One of the reasons that my video on capital punishment is specifically on execution methods and my video on torture is specifically about Call of Duty torture scenes is an attempt to narrow the scope of those things. To be like “Can I make the framing of this small enough that then there are specific things I can talk about, but people will know this is not the definitive take on torture?” It’s just everything you could say about Call of Duty torture. Well, not everything – not even. A tenth of the things you could say about Call of Duty torture. 

I think it’s really kind of being rigorous with yourself about “The thesis of this video cannot be ‘Everything you need to know about torture.’” What are the things you’re using to support it, and thus, what are your pieces of evidence that are most relevant to those things – and not just everything that could possibly be interesting about this?

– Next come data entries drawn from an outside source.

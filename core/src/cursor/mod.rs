//! Forward-only, multi-result-set cursors.
//!
//! A [`Cursor`] is the only way the mapping engine sees query output. It
//! walks result sets in order and rows within a result set in order, and
//! never rewinds.
//!
//! ```text
//! fresh cursor ──advance_result_set()──▶ set 0 ──advance_row()──▶ row 0 ▶ row 1 ▶ …
//!                                          │
//!                                          └──advance_result_set()──▶ set 1 ▶ … ▶ false
//! ```

mod memory;
#[cfg(feature = "rusqlite")]
mod rusqlite;

pub use memory::{MemoryCursor, ResultSet};
#[cfg(feature = "rusqlite")]
pub use self::rusqlite::BatchCursor;

use crate::error::{MappingError, Result};
use crate::value::Value;

/// A forward-only cursor over a sequence of tabular result sets.
///
/// A freshly created cursor is positioned *before* the first result set;
/// the first call to [`advance_result_set`](Cursor::advance_result_set)
/// moves onto it. Within a result set the cursor starts before the first
/// row.
pub trait Cursor {
    /// Advance to the next row of the current result set.
    ///
    /// Returns `false` once the result set has no more rows.
    fn advance_row(&mut self) -> Result<bool>;

    /// Advance to the next result set, discarding any unread rows of the
    /// current one.
    ///
    /// Returns `false` after the last result set.
    fn advance_result_set(&mut self) -> Result<bool>;

    /// Number of columns in the current result set.
    fn column_count(&self) -> usize;

    /// Name of the column at `ordinal` in the current result set.
    fn column_name(&self, ordinal: usize) -> Result<&str>;

    /// Value of the column at `ordinal` in the current row.
    fn value(&self, ordinal: usize) -> Result<Value<'_>>;

    /// Value of the column named `name` in the current row.
    ///
    /// Names match ASCII case-insensitively; the first matching column wins.
    fn value_by_name(&self, name: &str) -> Result<Value<'_>> {
        let ordinal = (0..self.column_count())
            .find(|&ordinal| {
                self.column_name(ordinal)
                    .is_ok_and(|column| column.eq_ignore_ascii_case(name))
            })
            .ok_or_else(|| MappingError::Cursor(format!("no column named `{}`", name).into()))?;
        self.value(ordinal)
    }
}

impl<C: Cursor + ?Sized> Cursor for &mut C {
    fn advance_row(&mut self) -> Result<bool> {
        (**self).advance_row()
    }

    fn advance_result_set(&mut self) -> Result<bool> {
        (**self).advance_result_set()
    }

    fn column_count(&self) -> usize {
        (**self).column_count()
    }

    fn column_name(&self, ordinal: usize) -> Result<&str> {
        (**self).column_name(ordinal)
    }

    fn value(&self, ordinal: usize) -> Result<Value<'_>> {
        (**self).value(ordinal)
    }

    fn value_by_name(&self, name: &str) -> Result<Value<'_>> {
        (**self).value_by_name(name)
    }
}

impl<C: Cursor + ?Sized> Cursor for Box<C> {
    fn advance_row(&mut self) -> Result<bool> {
        (**self).advance_row()
    }

    fn advance_result_set(&mut self) -> Result<bool> {
        (**self).advance_result_set()
    }

    fn column_count(&self) -> usize {
        (**self).column_count()
    }

    fn column_name(&self, ordinal: usize) -> Result<&str> {
        (**self).column_name(ordinal)
    }

    fn value(&self, ordinal: usize) -> Result<Value<'_>> {
        (**self).value(ordinal)
    }

    fn value_by_name(&self, name: &str) -> Result<Value<'_>> {
        (**self).value_by_name(name)
    }
}
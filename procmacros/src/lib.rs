extern crate proc_macro;

mod entity;
mod paths;

use proc_macro::TokenStream;
use syn::{DeriveInput, parse_macro_input};

/// Derive macro implementing `rowgraph::Entity` for a struct with named fields.
///
/// Every field is a column field unless marked otherwise. Column fields are
/// read from the column of the same name (matched case-insensitively) and
/// converted with `FromValue`.
///
/// The derive also emits one associated `FieldRef` constant per field, named
/// after the field in `SCREAMING_SNAKE_CASE`, for use with the mapping
/// builder. Fields whose constant would collide with an `Entity` associated
/// constant (`NAME`, `RELATIONS`, `IGNORED`) get a `_FIELD` suffix instead,
/// so a field `name` yields `NAME_FIELD` and `User::NAME` stays the entity
/// name.
///
/// # Attributes
///
/// Struct level:
/// - `#[entity(rename_all = "PascalCase")]`: derive column names from field
///   names (`lowercase`, `UPPERCASE`, `PascalCase`, `camelCase`,
///   `snake_case`, `SCREAMING_SNAKE_CASE`, `kebab-case`)
/// - `#[entity(name = "...")]`: entity name used in errors
///
/// Field level:
/// - `#[entity(column = "Url")]`: read from an explicit column
/// - `#[entity(optional)]`: a missing column leaves the field at its default
/// - `#[entity(relation)]`: filled by an include, never from a column
/// - `#[entity(ignore)]`: never filled
///
/// # Example
///
/// ```ignore
/// #[derive(Entity, Debug, Default, Clone)]
/// #[entity(rename_all = "PascalCase")]
/// pub struct Avatar {
///     pub user_id: i32,
///     #[entity(column = "Url")]
///     pub uri: String,
///     pub width: i32,
///     pub height: i32,
/// }
/// ```
#[proc_macro_derive(Entity, attributes(entity))]
pub fn derive_entity(input: TokenStream) -> TokenStream {
    let input = parse_macro_input!(input as DeriveInput);

    match entity::generate_entity_impl(input) {
        Ok(tokens) => tokens.into(),
        Err(e) => e.to_compile_error().into(),
    }
}
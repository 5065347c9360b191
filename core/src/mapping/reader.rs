use crate::cursor::Cursor;
use crate::entity::Entity;
use crate::error::{MappingError, Result};

use super::bind::{BoundSetter, ColumnLayout, bind};
use super::relation::Resolve;
use super::rowset::RowSets;
use super::spec::FieldSpec;

/// Type-erased reader template for one result set.
pub(crate) trait ReaderTemplate: Send + Sync {
    fn entity(&self) -> &'static str;

    fn result_set(&self) -> usize;

    /// Reads every row of the cursor's current result set into `sets`.
    fn read(&self, cursor: &mut dyn Cursor, sets: &mut RowSets) -> Result<()>;

    /// Runs this entity's relationships over its materialized rows.
    fn resolve(&self, sets: &mut RowSets) -> Result<()>;
}

/// Field specs and relationships of one entity, independent of any layout.
pub(crate) struct EntityTemplate<T> {
    result_set: usize,
    fields: Vec<FieldSpec<T>>,
    resolvers: Vec<Box<dyn Resolve<T>>>,
}

impl<T: Entity> EntityTemplate<T> {
    pub(crate) fn new(
        result_set: usize,
        fields: Vec<FieldSpec<T>>,
        resolvers: Vec<Box<dyn Resolve<T>>>,
    ) -> Self {
        Self {
            result_set,
            fields,
            resolvers,
        }
    }

    /// Binds the template to a concrete column layout.
    pub(crate) fn specialize(&self, layout: &ColumnLayout) -> Result<EntityReader<'_, T>> {
        Ok(EntityReader {
            result_set: self.result_set,
            setters: bind(&self.fields, layout, self.result_set, T::NAME)?,
        })
    }
}

impl<T: Entity> ReaderTemplate for EntityTemplate<T> {
    fn entity(&self) -> &'static str {
        T::NAME
    }

    fn result_set(&self) -> usize {
        self.result_set
    }

    fn read(&self, cursor: &mut dyn Cursor, sets: &mut RowSets) -> Result<()> {
        rowgraph_profile_scope!("rowgraph", "read_result_set");

        let layout = ColumnLayout::from_cursor(&*cursor)?;
        let reader = self.specialize(&layout)?;
        rowgraph_trace_result_set!("bound", self.result_set, T::NAME, layout.len());

        let mut rows = Vec::new();
        while cursor.advance_row()? {
            rows.push(reader.read_row(&*cursor, rows.len())?);
        }

        rowgraph_trace_result_set!("read", self.result_set, T::NAME, rows.len());
        sets.insert(self.result_set, rows);
        Ok(())
    }

    fn resolve(&self, sets: &mut RowSets) -> Result<()> {
        if self.resolvers.is_empty() {
            return Ok(());
        }

        let mut parents = sets.take::<T>(self.result_set)?;
        let outcome = self
            .resolvers
            .iter()
            .try_for_each(|resolver| resolver.resolve(&mut parents, sets));
        sets.insert(self.result_set, parents);
        outcome
    }
}

/// A template bound to the layout of one executed result set.
pub(crate) struct EntityReader<'t, T> {
    result_set: usize,
    setters: Vec<BoundSetter<'t, T>>,
}

impl<T: Entity> EntityReader<'_, T> {
    /// Materializes the cursor's current row.
    pub(crate) fn read_row(&self, cursor: &dyn Cursor, row: usize) -> Result<T> {
        let mut entity = T::default();
        for setter in &self.setters {
            let value = cursor.value(setter.ordinal)?;
            let found = value.storage_class();
            setter
                .apply(&mut entity, value)
                .map_err(|source| MappingError::Read {
                    result_set: self.result_set,
                    row,
                    column: setter.spec.column.to_string(),
                    found,
                    source: Box::new(source),
                })?;
        }
        Ok(entity)
    }
}
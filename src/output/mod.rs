//! Output module for places, reports and summaries
//!
//! This module handles:
//! - The place types produced by a crawl
//! - Printing crawl reports and store statistics
//! - Generating a markdown directory of located places

mod markdown;
mod place;
pub mod stats;

pub use markdown::{format_markdown_directory, generate_markdown_directory};
pub use place::{Category, Place, EXTERN_BUILDING};
pub use stats::{load_statistics, print_report, print_statistics, StoreStatistics};

use thiserror::Error;

/// Errors that can occur during output operations
#[derive(Debug, Error)]
pub enum OutputError {
    #[error("IO error: {0}")]
    Io(#[from] std::io::Error),
}

/// Result type for output operations
pub type OutputResult<T> = Result<T, OutputError>;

Gita: That’s very, very real. Scope is the most important thing about criticism, I think, because you cannot possibly answer everyone’s question in the entire world. You just can’t. You only have your perspective that you can rely on. You can only speak from yourself. If you remember that, then it becomes easier to pare something down to the most essential parts, because you understand your own fallibility. We are all influenced by the things that have come before us and the society in which we live. 

Nathan: Coconut, coconut, coconut!

Gita: It’s a fucking coconut meme, right? But it’s true! I would not be the writer I am if my dad’s favorite class in college was not Anarchist Thought. There is a certain culture I was born into that shows me what my limitations are, what perspectives are native to me. It is difficult for me to think outside of that. So once you accept that you can’t please everyone, you can write something that is actually useful.

Jacob: It is the YouTuber brain disease – and you can just see it happen in real time – of people forcing themselves to write into their scripts the objections that they can see coming from reading thousands and thousands of comments. And I can’t fault anyone for doing that because the human mind is not meant to read YouTube comments. If you’re going to read everyone take every sentence of what you’ve written in the worst-faith way possible, then you are consciously or not going to start adjusting your writing style to please the worst-faith readings of your work. 

It just makes the writing broken, because for every claim you’re making, you have to say three things that are not the claim you’re making, and you have to make clear that you’re not saying those things. It really breaks up the flow of an argument. But I understand why people do it! I have that impulse too. I think “If I say this, people are going to think I’m saying that, so I have to make clear that I’m not.”